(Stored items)
────

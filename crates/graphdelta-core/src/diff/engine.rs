//! Diff computation engine.
//!
//! [`compute_diff`] is the operation boundary: it builds both graphs, pairs
//! them and walks every pair. [`diff_graphs`] does the walk for graphs the
//! caller already built.

use crate::diff::appenders::property_change;
use crate::diff::matcher::match_graphs;
use crate::diff::model::{Change, Diff};
use crate::diff::options::DiffOptions;
use crate::errors::{GdError, Result};
use crate::graph::{build_graph, ObjectGraph};
use crate::metamodel::{Instance, TypeRegistry};
use crate::{log_op_end, log_op_error, log_op_start};
use std::time::Instant;

/// Diff two snapshots of an object graph
///
/// `left` is `None` when nothing existed before; every right node is then
/// reported as a new object.
///
/// # Errors
///
/// Any graph construction error (`UnknownType`, `TypeMismatch`, `NullId`,
/// `UnsupportedIdType`, ...), converted into a [`GdError`] carrying this
/// operation and the root type name.
pub fn compute_diff(
    registry: &TypeRegistry,
    left: Option<&Instance>,
    right: &Instance,
    options: &DiffOptions,
) -> std::result::Result<Diff, GdError> {
    log_op_start!("compute_diff", type_name = right.type_name());
    let start = Instant::now();

    let result = (|| -> Result<Diff> {
        let left_graph = match left {
            Some(instance) => build_graph(registry, instance)?,
            None => ObjectGraph::empty(registry),
        };
        let right_graph = build_graph(registry, right)?;
        diff_graphs(&left_graph, &right_graph, options)
    })()
    .map_err(|e| {
        GdError::from(e)
            .with_op("compute_diff")
            .with_type_name(right.type_name())
    });

    let elapsed = start.elapsed().as_millis() as u64;
    match &result {
        Ok(diff) => {
            log_op_end!(
                "compute_diff",
                duration_ms = elapsed,
                change_count = diff.changes().len()
            );
        }
        Err(e) => {
            log_op_error!("compute_diff", e.clone(), duration_ms = elapsed);
        }
    }
    result
}

/// Diff two already built graphs
///
/// Changes are emitted per right node in discovery order: `NewObject` for a
/// node with no left counterpart, then its property changes in declaration
/// order. `ObjectRemoved` for left-only nodes comes last.
///
/// # Errors
///
/// `UnknownType` if a property type no longer classifies (graphs built
/// against another registry), `Internal` on an inconsistent pairing.
pub fn diff_graphs(
    left: &ObjectGraph<'_>,
    right: &ObjectGraph<'_>,
    options: &DiffOptions,
) -> Result<Diff> {
    let registry = right.registry();
    let pairing = match_graphs(left, right)?;
    let mut changes = Vec::new();

    for pair in &pairing.pairs {
        if pair.is_fake() {
            changes.push(Change::NewObject {
                global_id: pair.global_id().clone(),
            });
            if !options.initial_changes {
                continue;
            }
        }

        for property in pair.properties() {
            // The id of a new object is its identity, not a change.
            if pair.is_fake() && pair.managed_type().is_id_property(property) {
                continue;
            }
            if pair.is_null_on_both_sides(property) {
                continue;
            }
            let property_type = registry.classify(property.generic_type())?;
            if let Some(change) = property_change(pair, property, &property_type, options) {
                changes.push(change);
            }
        }
    }

    for node in &pairing.removed {
        changes.push(Change::ObjectRemoved {
            global_id: node.global_id().clone(),
        });
    }

    tracing::debug!(
        left_nodes = left.len(),
        right_nodes = right.len(),
        change_count = changes.len(),
        "graphs compared"
    );
    Ok(Diff::new(changes))
}

#[cfg(test)]
mod tests {
    use super::*;
    use crate::metamodel::{Property, TypeDescriptor, Value};

    fn registry() -> TypeRegistry {
        TypeRegistry::builder()
            .entity(
                "Person",
                "id",
                vec![
                    Property::new("id", TypeDescriptor::Int),
                    Property::new("name", TypeDescriptor::Text),
                ],
            )
            .build()
            .unwrap()
    }

    #[test]
    fn test_identical_snapshots_have_no_changes() {
        let registry = registry();
        let person = Instance::new("Person").with("id", 1).with("name", "Ann");
        let diff = compute_diff(&registry, Some(&person), &person, &DiffOptions::default()).unwrap();
        assert!(!diff.has_changes());
    }

    #[test]
    fn test_new_object_without_initial_changes() {
        let registry = registry();
        let person = Instance::new("Person").with("id", 1).with("name", "Ann");
        let options = DiffOptions::default().with_initial_changes(false);
        let diff = compute_diff(&registry, None, &person, &options).unwrap();
        assert_eq!(diff.changes().len(), 1);
        assert_eq!(diff.changes()[0].change_type(), "new_object");
    }

    #[test]
    fn test_value_change() {
        let registry = registry();
        let before = Instance::new("Person").with("id", 1).with("name", "Ann");
        let after = Instance::new("Person").with("id", 1).with("name", "Bob");
        let diff = compute_diff(&registry, Some(&before), &after, &DiffOptions::default()).unwrap();
        match diff.changes() {
            [Change::ValueChange { property, left, right, .. }] => {
                assert_eq!(property, "name");
                assert_eq!(left, &Value::from("Ann"));
                assert_eq!(right, &Value::from("Bob"));
            }
            other => panic!("unexpected changes {:?}", other),
        }
    }

    #[test]
    fn test_error_carries_operation_context() {
        let registry = registry();
        let ghost = Instance::new("Ghost");
        let err = compute_diff(&registry, None, &ghost, &DiffOptions::default()).unwrap_err();
        assert_eq!(err.code(), "ERR_UNKNOWN_TYPE");
        assert_eq!(err.op(), Some("compute_diff"));
        assert_eq!(err.type_name(), Some("Ghost"));
    }
}
//! Core types shared across graphdelta facilities
//!
//! Currently this is the canonical schema for structured logging: field keys
//! and event names used by the logging macros and by test assertions.

pub mod schema;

────

Assignment.
In the entries above, find lines with "elapsed" and copy each.

Task result.
    let elapsed = start.elapsed().as_millis() as u64;
                duration_ms = elapsed,
            log_op_error!("compute_diff", e.clone(), duration_ms = elapsed);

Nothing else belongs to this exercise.